Mechanical Properties of Carbon Fiber-Reinforced Plastics at Cryogenic Temperatures

The results of an experimental study of the mechanical properties of carbon fiber-reinforced plastics (CFRP) made by the “wet” winding method in the temperature range of room temperature to −196°C with different reinforcement schemes are presented. The temperature dependences of strength, plasticity and elasticity characteristics of these materials in tensile and three-point bending tests are obtained. The elastic modulus of CFRP with a longitudinal scheme of reinforcement in a given temperature range is at the level of 160 GPa. The ultimate stress of the material at room temperature is 1370 MPa.
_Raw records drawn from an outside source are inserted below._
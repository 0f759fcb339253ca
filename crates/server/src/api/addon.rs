//! Catalog protocol handlers, mounted under `/stremio`.
//!
//! Every resource is addressed as `<name>.json`; the suffix is stripped
//! from the last path segment before lookup.

use std::sync::Arc;

use axum::{
    extract::{Path, State},
    Json,
};

use ddlshelf_core::{
    addon::{CatalogResponse, Manifest, MetaResponse, StreamsResponse},
    CatalogExtra,
};

use super::error::ApiError;
use crate::state::AppState;

fn strip_json(segment: &str) -> &str {
    segment.strip_suffix(".json").unwrap_or(segment)
}

/// GET /stremio/manifest.json
pub async fn manifest(State(state): State<Arc<AppState>>) -> Json<Manifest> {
    Json(state.addon().manifest())
}

/// GET /stremio/catalog/{type}/{catalog_id}.json
pub async fn catalog(
    State(state): State<Arc<AppState>>,
    Path((content_type, catalog_id)): Path<(String, String)>,
) -> Result<Json<CatalogResponse>, ApiError> {
    let metas = state.addon().catalog(
        &content_type,
        strip_json(&catalog_id),
        &CatalogExtra::default(),
    )?;
    Ok(Json(CatalogResponse { metas }))
}

/// GET /stremio/catalog/{type}/{catalog_id}/{extra}.json
pub async fn catalog_with_extra(
    State(state): State<Arc<AppState>>,
    Path((content_type, catalog_id, extra)): Path<(String, String, String)>,
) -> Result<Json<CatalogResponse>, ApiError> {
    let extra = CatalogExtra::parse(strip_json(&extra));
    let metas = state.addon().catalog(&content_type, &catalog_id, &extra)?;
    Ok(Json(CatalogResponse { metas }))
}

/// GET /stremio/meta/{type}/{id}.json
pub async fn meta(
    State(state): State<Arc<AppState>>,
    Path((content_type, id)): Path<(String, String)>,
) -> Result<Json<MetaResponse>, ApiError> {
    let meta = state.addon().meta(&content_type, strip_json(&id))?;
    Ok(Json(MetaResponse { meta }))
}

/// GET /stremio/stream/{type}/{id}.json
pub async fn stream(
    State(state): State<Arc<AppState>>,
    Path((content_type, id)): Path<(String, String)>,
) -> Result<Json<StreamsResponse>, ApiError> {
    let streams = state.addon().streams(&content_type, strip_json(&id))?;
    Ok(Json(StreamsResponse { streams }))
}
//! Common test utilities for in-process HTTP testing with mocks.
//!
//! The fixture builds the full router around an on-disk SQLite store and
//! mock collaborators, so tests exercise every route without network access.

#![allow(dead_code)]

use std::sync::Arc;

use axum::body::Body;
use axum::http::{Request, StatusCode};
use axum::Router;
use http_body_util::BodyExt;
use serde_json::Value;
use tempfile::TempDir;
use tower::ServiceExt;

use ddlshelf_core::{
    create_authenticator, load_config_from_str,
    testing::{MockResolver, MockSizeProbe},
    Config, MediaStore, SqliteMediaStore,
};
use ddlshelf_server::state::AppState;

/// Re-export fixtures for test convenience
pub use ddlshelf_core::testing::fixtures;

/// API key used when the fixture is built with api_key auth.
pub const TEST_API_KEY: &str = "test-secret";

/// In-process server with controllable collaborators.
pub struct TestFixture {
    pub router: Router,
    pub store: Arc<SqliteMediaStore>,
    /// Configure metadata results per file name
    pub resolver: Arc<MockResolver>,
    /// Configure size reports per URL
    pub probe: Arc<MockSizeProbe>,
    /// Sent as `X-API-Key` on every request when set
    api_key: Option<String>,
    _temp_dir: TempDir,
}

/// Response from a test request
#[derive(Debug)]
pub struct TestResponse {
    pub status: StatusCode,
    pub body: Value,
}

impl TestFixture {
    /// Fixture with auth disabled.
    pub fn new() -> Self {
        Self::from_toml("[auth]\nmethod = \"none\"\n")
    }

    /// Fixture with api_key auth; requests carry the key unless sent via `request_without_key`.
    pub fn with_api_key() -> Self {
        let mut fixture = Self::from_toml(&format!(
            "[auth]\nmethod = \"api_key\"\napi_key = \"{}\"\n",
            TEST_API_KEY
        ));
        fixture.api_key = Some(TEST_API_KEY.to_string());
        fixture
    }

    /// Fixture from a TOML config body; the database path is always a temp file.
    pub fn from_toml(toml: &str) -> Self {
        Self::from_toml_with_store(toml, |store| store as Arc<dyn MediaStore>)
    }

    /// Like `from_toml`, but the app sees whatever `wrap` builds around the
    /// SQLite store. `self.store` stays the inner store.
    pub fn from_toml_with_store(
        toml: &str,
        wrap: impl FnOnce(Arc<SqliteMediaStore>) -> Arc<dyn MediaStore>,
    ) -> Self {
        let temp_dir = TempDir::new().expect("Failed to create temp dir");
        let mut config: Config = load_config_from_str(toml).expect("Invalid test config");
        config.database.path = temp_dir.path().join("test.db");

        let store = Arc::new(
            SqliteMediaStore::new(&config.database.path).expect("Failed to create store"),
        );
        let resolver = Arc::new(MockResolver::new());
        let probe = Arc::new(MockSizeProbe::new());
        let authenticator =
            Arc::from(create_authenticator(&config.auth).expect("Failed to create authenticator"));

        let state = Arc::new(AppState::new(
            config,
            authenticator,
            wrap(Arc::clone(&store)),
            Arc::clone(&resolver) as Arc<dyn ddlshelf_core::MetadataResolver>,
            Arc::clone(&probe) as Arc<dyn ddlshelf_core::SizeProbe>,
        ));

        Self {
            router: ddlshelf_server::api::create_router(state),
            store,
            resolver,
            probe,
            api_key: None,
            _temp_dir: temp_dir,
        }
    }

    /// Send a GET request.
    pub async fn get(&self, path: &str) -> TestResponse {
        self.request("GET", path, None, true).await
    }

    /// Send a POST request with JSON body.
    pub async fn post(&self, path: &str, body: Value) -> TestResponse {
        self.request("POST", path, Some(body), true).await
    }

    /// Send a PATCH request with JSON body.
    pub async fn patch(&self, path: &str, body: Value) -> TestResponse {
        self.request("PATCH", path, Some(body), true).await
    }

    /// Send a DELETE request.
    pub async fn delete(&self, path: &str) -> TestResponse {
        self.request("DELETE", path, None, true).await
    }

    /// Send a request without the fixture's API key.
    pub async fn request_without_key(
        &self,
        method: &str,
        path: &str,
        body: Option<Value>,
    ) -> TestResponse {
        self.request(method, path, body, false).await
    }

    /// Send a GET request and return the raw body text.
    pub async fn get_text(&self, path: &str) -> (StatusCode, String) {
        let request = self.build_request("GET", path, None, true);
        let response = self
            .router
            .clone()
            .oneshot(request)
            .await
            .expect("Failed to send request");
        let status = response.status();
        let bytes = response
            .into_body()
            .collect()
            .await
            .expect("Failed to collect body")
            .to_bytes();
        (status, String::from_utf8_lossy(&bytes).into_owned())
    }

    fn build_request(
        &self,
        method: &str,
        path: &str,
        body: Option<Value>,
        with_key: bool,
    ) -> Request<Body> {
        let mut request_builder = Request::builder().method(method).uri(path);

        if with_key {
            if let Some(key) = &self.api_key {
                request_builder = request_builder.header("X-API-Key", key);
            }
        }

        let body = if let Some(json_body) = body {
            request_builder = request_builder.header("Content-Type", "application/json");
            Body::from(serde_json::to_vec(&json_body).unwrap())
        } else {
            Body::empty()
        };

        request_builder.body(body).unwrap()
    }

    async fn request(
        &self,
        method: &str,
        path: &str,
        body: Option<Value>,
        with_key: bool,
    ) -> TestResponse {
        let request = self.build_request(method, path, body, with_key);

        let response = self
            .router
            .clone()
            .oneshot(request)
            .await
            .expect("Failed to send request");

        let status = response.status();
        let body_bytes = response
            .into_body()
            .collect()
            .await
            .expect("Failed to collect body")
            .to_bytes();

        let body: Value = if body_bytes.is_empty() {
            Value::Null
        } else {
            serde_json::from_slice(&body_bytes).unwrap_or(Value::Null)
        };

        TestResponse { status, body }
    }
}

/// Helper to assert a response has expected status.
#[macro_export]
macro_rules! assert_status {
    ($response:expr, $status:expr) => {
        assert_eq!(
            $response.status, $status,
            "Expected status {:?}, got {:?}. Body: {}",
            $status,
            $response.status,
            serde_json::to_string_pretty(&$response.body).unwrap_or_default()
        );
    };
}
The temperature dependence of this characteristic is close to linear and practically coincides with that of bending. The low-temperature hardening, estimated by the change in the value of the ultimate stress due to cooling, reaches 39%. The mechanical characteristics of CFRP with a transverse reinforcement scheme both in tension and in bending in the considered temperature range have rather low values and are determined mainly by the matrix properties. When cooling from 20 to −196°C, the elastic modulus of CFRP with a ±45° reinforcement scheme increases by 55%, and its low-temperature hardening is 40%. At the same time, the elastic modulus and ultimate stress are six to eight and ten times, respectively, lower than the similar characteristics of CFRP with the longitudinal reinforcement scheme. Fracture of such a composite at all investigated temperatures occurs locally by shifting at an angle of 45° because of delamination of the material.